La voz de este conjunto, que a ratos posee un estilo naíf igual al de los cuentos de hadas, permite que la escritora fabule libremente: se traslada en el tiempo y en el espacio y accede cuando quiere tanto a terrenos sórdidos como a mundos de orden fantástico. Humor y tragedia, risas y gañidos, magia y crueldad rezuman por estas quince historias sincopadas de enunciados cortos que, con sus pausas, sus numerosos dos puntos, sus frases subordinadas y deliberadamente inconexas del núcleo, se resisten a la velocidad vertiginosa del mundo contemporáneo.
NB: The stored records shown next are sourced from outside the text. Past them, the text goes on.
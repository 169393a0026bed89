//! PostgreSQL implementation of the ana repository.
//!
//! This crate provides a production-ready PostgreSQL implementation of the
//! [`Repository`] and [`Maintenance`] traits from `ana-core`.
//!
//! # Features
//!
//! - Claim-or-fetch with `INSERT ... ON CONFLICT DO NOTHING` and row locks
//! - Sessions that hold the row lock for the whole run, with the work
//!   function's own writes in the same transaction
//! - A savepoint that discards those writes when the attempt fails
//! - Batched maintenance sweeps with `FOR UPDATE SKIP LOCKED`
//!
//! # Database Schema
//!
//! Created by [`PgRepository::migrate`]:
//!
//! ```sql
//! CREATE TABLE ana.tracked_operations (
//!     key TEXT NOT NULL,
//!     target TEXT NOT NULL,
//!     reference_time TIMESTAMPTZ NOT NULL,
//!
//!     status TEXT NOT NULL
//!         CHECK (status IN ('ready', 'running', 'finished', 'failed')),
//!     payload JSONB NOT NULL,
//!     result JSONB,
//!
//!     -- Failure tracking
//!     error_message TEXT,
//!     error_count INTEGER NOT NULL DEFAULT 0,
//!
//!     -- Lifecycle (NULL deadline = never)
//!     started_at TIMESTAMPTZ,
//!     finished_at TIMESTAMPTZ,
//!     timeout TIMESTAMPTZ,
//!     expiration TIMESTAMPTZ,
//!
//!     created_at TIMESTAMPTZ NOT NULL DEFAULT NOW(),
//!     updated_at TIMESTAMPTZ NOT NULL DEFAULT NOW(),
//!
//!     PRIMARY KEY (key, target, reference_time)
//! );
//! ```
//!
//! # Usage
//!
//! ```rust,ignore
//! use ana::Manager;
//! use ana_postgres::{PgConfig, PgRepository};
//!
//! let config = PgConfig::from_env()?;
//! let repository = PgRepository::<Order, Receipt>::new(config.connect().await?);
//! repository.migrate().await?;
//!
//! let manager = Manager::new(repository);
//! let receipt = manager.call(&ChargeOrder::new(order)).await?;
//! ```

mod config;
mod context;

pub use config::{ConfigError, PgConfig};
pub use context::PgContext;

use std::marker::PhantomData;

use ana::{
    deadline, ensure_terminal, Maintenance, Operation, OperationStatus, Repository, Session,
    TrackedOperation, EXPIRATION_CAUSE, TIMEOUT_CAUSE,
};
use anyhow::{Context as _, Result};
use async_trait::async_trait;
use chrono::{DateTime, Utc};
use serde::de::DeserializeOwned;
use serde::Serialize;
use sqlx::postgres::PgRow;
use sqlx::{PgConnection, PgPool, Row};
use tracing::debug;

static MIGRATOR: sqlx::migrate::Migrator = sqlx::migrate!("./migrations");

/// PostgreSQL repository for tracked operations.
///
/// `P` and `R` are stored as JSONB, so they only need serde support.
pub struct PgRepository<P, R> {
    pool: PgPool,
    _marker: PhantomData<fn() -> (P, R)>,
}

impl<P, R> Clone for PgRepository<P, R> {
    fn clone(&self) -> Self {
        Self {
            pool: self.pool.clone(),
            _marker: PhantomData,
        }
    }
}

impl<P, R> PgRepository<P, R> {
    pub fn new(pool: PgPool) -> Self {
        Self {
            pool,
            _marker: PhantomData,
        }
    }

    /// Get the underlying connection pool.
    pub fn pool(&self) -> &PgPool {
        &self.pool
    }

    /// Create the `ana` schema and its table if they are missing.
    pub async fn migrate(&self) -> Result<()> {
        MIGRATOR
            .run(&self.pool)
            .await
            .context("failed to run ana migrations")?;
        Ok(())
    }
}

impl<P, R> PgRepository<P, R>
where
    P: DeserializeOwned,
    R: DeserializeOwned,
{
    /// Load a record without locking it.
    pub async fn get(
        &self,
        key: &str,
        target: &str,
        reference_time: DateTime<Utc>,
    ) -> Result<Option<TrackedOperation<P, R>>> {
        let row = sqlx::query(
            r#"
            SELECT key, target, reference_time, status, payload, result,
                   error_message, started_at, timeout, expiration
            FROM ana.tracked_operations
            WHERE key = $1 AND target = $2 AND reference_time = $3
            "#,
        )
        .bind(key)
        .bind(target)
        .bind(reference_time)
        .fetch_optional(&self.pool)
        .await?;

        row.as_ref().map(tracked_from_row).transpose()
    }
}

#[async_trait]
impl<P, R> Repository for PgRepository<P, R>
where
    P: Serialize + DeserializeOwned + Clone + Send + Sync + 'static,
    R: Serialize + DeserializeOwned + Clone + Send + Sync + 'static,
{
    type Payload = P;
    type Output = R;
    type Context = PgContext<P, R>;

    /// Claim the identity, or lock and arbitrate the existing row.
    async fn fetch_or_start<O>(&self, operation: &O) -> Result<Option<TrackedOperation<P, R>>>
    where
        O: Operation<Self::Context, Payload = Self::Payload, Output = Self::Output>,
    {
        let now = Utc::now();
        let reference_time = operation.reference_time();
        let mut tx = self.pool.begin().await?;

        let inserted = sqlx::query(
            r#"
            INSERT INTO ana.tracked_operations
                (key, target, reference_time, status, payload, started_at, timeout, expiration)
            VALUES ($1, $2, $3, 'ready', $4, $5, $6, $7)
            ON CONFLICT (key, target, reference_time) DO NOTHING
            "#,
        )
        .bind(operation.key())
        .bind(operation.target())
        .bind(reference_time)
        .bind(serde_json::to_value(operation.payload())?)
        .bind(now)
        .bind(deadline(reference_time, operation.timeout()))
        .bind(deadline(reference_time, operation.expiration()))
        .execute(&mut *tx)
        .await?;

        if inserted.rows_affected() == 1 {
            tx.commit().await?;
            debug!(
                key = operation.key(),
                target = operation.target(),
                "claimed new operation"
            );
            return Ok(None);
        }

        let row = sqlx::query(
            r#"
            SELECT key, target, reference_time, status, payload, result,
                   error_message, started_at, timeout, expiration
            FROM ana.tracked_operations
            WHERE key = $1 AND target = $2 AND reference_time = $3
            FOR UPDATE
            "#,
        )
        .bind(operation.key())
        .bind(operation.target())
        .bind(reference_time)
        .fetch_one(&mut *tx)
        .await?;

        let mut tracked: TrackedOperation<P, R> = tracked_from_row(&row)?;
        let claim = tracked.claim(now, operation.timeout());

        if claim.changed {
            store_claim(&mut *tx, &tracked).await?;
            debug!(
                key = operation.key(),
                target = operation.target(),
                previous = %claim.view.status,
                "re-claimed tracked operation"
            );
        }

        tx.commit().await?;
        Ok(Some(claim.view))
    }

    /// Mark the attempt `running`, then lock the row for the lifetime of the
    /// session.
    ///
    /// The mark commits on its own, so an attempt whose owner dies is still
    /// visible to the timeout and expiration sweeps.
    async fn new_session<'o, O>(&self, operation: &'o O) -> Result<Session<'o, O, Self::Context>>
    where
        O: Operation<Self::Context, Payload = Self::Payload, Output = Self::Output>,
    {
        let now = Utc::now();
        let started = sqlx::query(
            r#"
            UPDATE ana.tracked_operations
            SET status = 'running',
                result = NULL,
                error_message = NULL,
                started_at = $4,
                timeout = CASE WHEN timeout IS NULL THEN NULL ELSE $5::TIMESTAMPTZ END,
                updated_at = NOW()
            WHERE key = $1 AND target = $2 AND reference_time = $3
            "#,
        )
        .bind(operation.key())
        .bind(operation.target())
        .bind(operation.reference_time())
        .bind(now)
        .bind(deadline(now, operation.timeout()))
        .execute(&self.pool)
        .await?;

        if started.rows_affected() == 0 {
            anyhow::bail!(
                "no tracked operation {} for key {}",
                operation.target(),
                operation.key()
            );
        }

        let mut tx = self.pool.begin().await?;

        sqlx::query(
            r#"
            SELECT 1
            FROM ana.tracked_operations
            WHERE key = $1 AND target = $2 AND reference_time = $3
            FOR UPDATE
            "#,
        )
        .bind(operation.key())
        .bind(operation.target())
        .bind(operation.reference_time())
        .fetch_optional(&mut *tx)
        .await?
        .with_context(|| {
            format!(
                "no tracked operation {} for key {}",
                operation.target(),
                operation.key()
            )
        })?;

        let context = PgContext::open(
            tx,
            operation.key(),
            operation.target(),
            operation.reference_time(),
        )
        .await?;

        Ok(Session::new(operation, context))
    }
}

/// Maintenance sweeps.
///
/// Rows held by a live session are skipped rather than waited on.
#[async_trait]
impl<P, R> Maintenance for PgRepository<P, R>
where
    P: Send + Sync + 'static,
    R: Send + Sync + 'static,
{
    async fn fail_timed_out(&self, count: i64) -> Result<u64> {
        let result = sqlx::query(
            r#"
            WITH doomed AS (
                SELECT key, target, reference_time
                FROM ana.tracked_operations
                WHERE status = 'running'
                  AND timeout IS NOT NULL
                  AND timeout < $2
                LIMIT $1
                FOR UPDATE SKIP LOCKED
            )
            UPDATE ana.tracked_operations t
            SET status = 'failed',
                result = NULL,
                error_message = $3,
                error_count = t.error_count + 1,
                finished_at = $2,
                updated_at = NOW()
            FROM doomed d
            WHERE t.key = d.key
              AND t.target = d.target
              AND t.reference_time = d.reference_time
            "#,
        )
        .bind(count)
        .bind(Utc::now())
        .bind(TIMEOUT_CAUSE)
        .execute(&self.pool)
        .await?;

        Ok(result.rows_affected())
    }

    async fn fail_expired(&self, count: i64) -> Result<u64> {
        let result = sqlx::query(
            r#"
            WITH doomed AS (
                SELECT key, target, reference_time
                FROM ana.tracked_operations
                WHERE status = 'running'
                  AND expiration IS NOT NULL
                  AND expiration < $2
                LIMIT $1
                FOR UPDATE SKIP LOCKED
            )
            UPDATE ana.tracked_operations t
            SET status = 'failed',
                result = NULL,
                error_message = $3,
                error_count = t.error_count + 1,
                finished_at = $2,
                updated_at = NOW()
            FROM doomed d
            WHERE t.key = d.key
              AND t.target = d.target
              AND t.reference_time = d.reference_time
            "#,
        )
        .bind(count)
        .bind(Utc::now())
        .bind(EXPIRATION_CAUSE)
        .execute(&self.pool)
        .await?;

        Ok(result.rows_affected())
    }

    async fn delete_expired(&self, status: OperationStatus, count: i64) -> Result<u64> {
        ensure_terminal(status)?;

        let result = sqlx::query(
            r#"
            WITH doomed AS (
                SELECT key, target, reference_time
                FROM ana.tracked_operations
                WHERE status = $2
                  AND expiration IS NOT NULL
                  AND expiration < $3
                LIMIT $1
                FOR UPDATE SKIP LOCKED
            )
            DELETE FROM ana.tracked_operations t
            USING doomed d
            WHERE t.key = d.key
              AND t.target = d.target
              AND t.reference_time = d.reference_time
            "#,
        )
        .bind(count)
        .bind(status.as_str())
        .bind(Utc::now())
        .execute(&self.pool)
        .await?;

        Ok(result.rows_affected())
    }
}

async fn store_claim<P, R>(
    conn: &mut PgConnection,
    tracked: &TrackedOperation<P, R>,
) -> Result<()> {
    sqlx::query(
        r#"
        UPDATE ana.tracked_operations
        SET status = $4,
            started_at = $5,
            timeout = $6,
            result = NULL,
            error_message = NULL,
            updated_at = NOW()
        WHERE key = $1 AND target = $2 AND reference_time = $3
        "#,
    )
    .bind(&tracked.key)
    .bind(&tracked.target)
    .bind(tracked.reference_time)
    .bind(tracked.status.as_str())
    .bind(tracked.started_at)
    .bind(tracked.timeout)
    .execute(conn)
    .await?;

    Ok(())
}

fn tracked_from_row<P, R>(row: &PgRow) -> Result<TrackedOperation<P, R>>
where
    P: DeserializeOwned,
    R: DeserializeOwned,
{
    let status: String = row.try_get("status")?;
    let payload: serde_json::Value = row.try_get("payload")?;
    let result: Option<serde_json::Value> = row.try_get("result")?;

    Ok(TrackedOperation {
        status: status.parse()?,
        key: row.try_get("key")?,
        target: row.try_get("target")?,
        payload: serde_json::from_value(payload).context("invalid stored payload")?,
        reference_time: row.try_get("reference_time")?,
        started_at: row.try_get("started_at")?,
        timeout: row.try_get("timeout")?,
        expiration: row.try_get("expiration")?,
        result: result
            .map(serde_json::from_value)
            .transpose()
            .context("invalid stored result")?,
        error: row.try_get("error_message")?,
    })
}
Por el placer antiquísimo de narrar: sin huir de la peste, pero igualmente encerradas por voluntad como los diez de Boccaccio, las dos hermanas que protagonizan el libro se turnan para contarse historias en lo que dura un día. Ambas agonistas, que a ratos parecen espejearse, tejen relatos con la imaginación y la memoria. Igual que ocurre en las obras del romanticismo, los temas de los cuentos cambian según avanzan las horas. La autora hace notoria su pasión por la Cábala cuando deja espacios vacíos de vez en cuando y, sobre todo, cuando recupera uno de los principios cabalísticos más importantes: la transmisión oral de las historias.

Con ecos bíblicos y cervantinos, soplos de Garcilaso, de santa Teresa y de los exempla medievales, la gama temática de este conjunto de relatos va de la cotidianidad de cruzar una calle y la inocencia de la niñez a la muerte, pasando por los recovecos del erotismo, los asuntos familiares y la decrepitud.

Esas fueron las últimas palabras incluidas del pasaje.